Biotransformation of Naringenin to Eriodictyol by Saccharomyces cerevisiea Functionally Expressing Flavonoid 3′ Hydroxylase

Abstract

To increase the biological activities of flavonoids and to enhance their stability and solubility by functionalization reactions (polymerization, esterification, alkylation, glycosylation and acylation), an increase in the number of hydroxyl groups in these molecules is needed. Hydroxylation reactions may be achieved using either chemical or enzymatic methods, the latter being more highly specific than the former. In our study, the flavonoid 3′ hydroxylase (F3′H) from Gerbera hybrid, functionally expressed in Saccharomyces cerevisiae, was used to hydroxylate naringenin (the first flavonoid core synthesized in plants).

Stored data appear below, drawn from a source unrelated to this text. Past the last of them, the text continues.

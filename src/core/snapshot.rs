// src/core/snapshot.rs

//! The immutable, validated configuration view published by the provider.

use crate::config::Config;
use crate::core::MillraceError;
use axum::http::Method;
use regex::Regex;
use std::collections::HashMap;

/// A validated configuration snapshot plus the artifacts compiled from it.
///
/// Snapshots are immutable once published. Readers obtain one through the
/// [`ConfigProvider`](crate::core::provider::ConfigProvider) and must re-read
/// between requests; a captured snapshot stays stable but goes stale after a
/// reload.
#[derive(Debug)]
pub struct Snapshot {
    pub config: Config,
    /// Compiled user-agent deny pattern. `None` when `block_ua` is inactive
    /// or the pattern is empty.
    pub ua_regex: Option<Regex>,
    /// Reverse endpoint map: `(method, path)` to endpoint name.
    routes: HashMap<(Method, String), String>,
}

impl Snapshot {
    /// Builds a snapshot from a parsed configuration: validates it, compiles
    /// the user-agent pattern, and freezes the endpoint lookup map.
    pub fn build(config: Config) -> Result<Self, MillraceError> {
        config.validate()?;

        let ua_regex = if config.block_ua.activated && !config.block_ua.regexp.trim().is_empty() {
            Some(Regex::new(&config.block_ua.regexp)?)
        } else {
            None
        };

        let mut routes = HashMap::with_capacity(config.endpoints.len());
        for (name, route) in &config.endpoints {
            // Shape already checked by validate().
            let (method, path) = route
                .split_once(' ')
                .ok_or_else(|| MillraceError::ConfigValidation(format!("bad endpoint '{name}'")))?;
            let method = Method::from_bytes(method.as_bytes())
                .map_err(|_| MillraceError::ConfigValidation(format!("bad method in '{name}'")))?;
            routes.insert((method, path.to_string()), name.clone());
        }

        Ok(Self {
            config,
            ua_regex,
            routes,
        })
    }

    /// Resolves a request method and path to the configured endpoint name.
    pub fn resolve(&self, method: &Method, path: &str) -> Option<&str> {
        self.routes
            .get(&(method.clone(), path.to_string()))
            .map(String::as_str)
    }
}
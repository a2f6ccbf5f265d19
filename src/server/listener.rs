// src/server/listener.rs

//! The accept loop: plain or TLS connections, served until a termination
//! signal arrives, then a bounded graceful drain.

use super::context::ServerContext;
use crate::http::{ClientInfo, build_router};
use axum::Router;
use hyper::body::Incoming;
use hyper_util::rt::{TokioExecutor, TokioIo};
use hyper_util::server::conn::auto;
use std::net::SocketAddr;
use tokio::net::TcpStream;
use tokio::task::JoinSet;
use tokio_rustls::TlsAcceptor;
use tower::ServiceExt;
use tracing::{debug, info, warn};

/// Runs the accept loop until shutdown, then drains daemons and in-flight
/// connections up to the configured deadline.
pub async fn run(mut ctx: ServerContext) {
    let router = build_router(ctx.app.clone());
    let mut shutdown_rx = ctx.shutdown_tx.subscribe();
    let mut connections: JoinSet<()> = JoinSet::new();

    #[cfg(unix)]
    let mut reload_signal =
        tokio::signal::unix::signal(tokio::signal::unix::SignalKind::hangup()).ok();
    #[cfg(not(unix))]
    let mut reload_signal = ();

    loop {
        tokio::select! {
            _ = reload_signal_recv(&mut reload_signal) => {
                info!("SIGHUP received. Reloading configuration.");
                match ctx.app.reload_config().await {
                    Ok(()) => info!("Configuration reloaded."),
                    Err(e) => warn!("Configuration reload failed, keeping current snapshot: {e}"),
                }
            }
            accepted = ctx.listener.accept() => {
                match accepted {
                    Ok((stream, peer)) => {
                        let router = router.clone();
                        let acceptor = ctx.acceptor.clone();
                        connections.spawn(async move {
                            handle_connection(stream, peer, acceptor, router).await;
                        });
                    }
                    Err(e) => warn!("Failed to accept connection: {e}"),
                }
            }
            _ = wait_for_signal() => {
                info!("Termination signal received. Shutting down.");
                let _ = ctx.shutdown_tx.send(());
                break;
            }
            _ = shutdown_rx.recv() => {
                info!("Shutdown requested. Stopping accept loop.");
                break;
            }
        }
    }

    let drain = async {
        while ctx.background_tasks.join_next().await.is_some() {}
        while connections.join_next().await.is_some() {}
    };
    if tokio::time::timeout(ctx.shutdown_timeout, drain).await.is_err() {
        warn!(
            "Shutdown deadline ({:?}) elapsed; aborting remaining tasks.",
            ctx.shutdown_timeout
        );
        ctx.background_tasks.abort_all();
        connections.abort_all();
    }
    info!("Server stopped.");
}

async fn handle_connection(
    stream: TcpStream,
    peer: SocketAddr,
    acceptor: Option<TlsAcceptor>,
    router: Router,
) {
    match acceptor {
        Some(acceptor) => match acceptor.accept(stream).await {
            Ok(tls_stream) => serve_stream(TokioIo::new(tls_stream), peer, true, router).await,
            Err(e) => debug!("TLS handshake with {peer} failed: {e}"),
        },
        None => serve_stream(TokioIo::new(stream), peer, false, router).await,
    }
}

/// Serves one connection, stamping every request with its transport facts so
/// the pre-router can count the source and decide on HSTS.
async fn serve_stream<I>(io: I, peer: SocketAddr, secure: bool, router: Router)
where
    I: hyper::rt::Read + hyper::rt::Write + Unpin + Send + 'static,
{
    let service = hyper::service::service_fn(move |mut request: hyper::Request<Incoming>| {
        request
            .extensions_mut()
            .insert(ClientInfo { addr: peer, secure });
        router.clone().oneshot(request)
    });

    if let Err(e) = auto::Builder::new(TokioExecutor::new())
        .serve_connection(io, service)
        .await
    {
        debug!("Connection from {peer} ended with error: {e}");
    }
}

#[cfg(unix)]
async fn reload_signal_recv(signal: &mut Option<tokio::signal::unix::Signal>) {
    match signal {
        Some(stream) => {
            stream.recv().await;
        }
        None => std::future::pending().await,
    }
}

#[cfg(not(unix))]
async fn reload_signal_recv(_signal: &mut ()) {
    std::future::pending::<()>().await
}

async fn wait_for_signal() {
    let ctrl_c = async {
        tokio::signal::ctrl_c().await.ok();
    };
    #[cfg(unix)]
    let terminate = async {
        use tokio::signal::unix::{SignalKind, signal};
        match signal(SignalKind::terminate()) {
            Ok(mut stream) => {
                stream.recv().await;
            }
            Err(_) => std::future::pending().await,
        }
    };
    #[cfg(not(unix))]
    let terminate = std::future::pending::<()>();

    tokio::select! {
        _ = ctrl_c => {}
        _ = terminate => {}
    }
}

Furthermore, we studied factors that may affect naringenin hydroxylation by recombinant cell-like yeast growth on selective or rich media and plasmid stability. The whole recombinant cells hydroxylated naringenin at position 3′ to give eriodictyol. In a selective media, the yeast failed to grow to high cell densities (maximum 5 g/L), but the plasmid stability was nearly 90 %, and naringenin hydroxylation reached 100 %. In a rich complex media, the biomass reached 10 g/L, but the yield of naringenin hydroxylation reached only 71 %, and the plasmid stability decreased. When yeast functionally expressing F3′H from Gerbera hybrid was used, in a selective media, 200 mg/L of eriodictyol from naringenin was produced.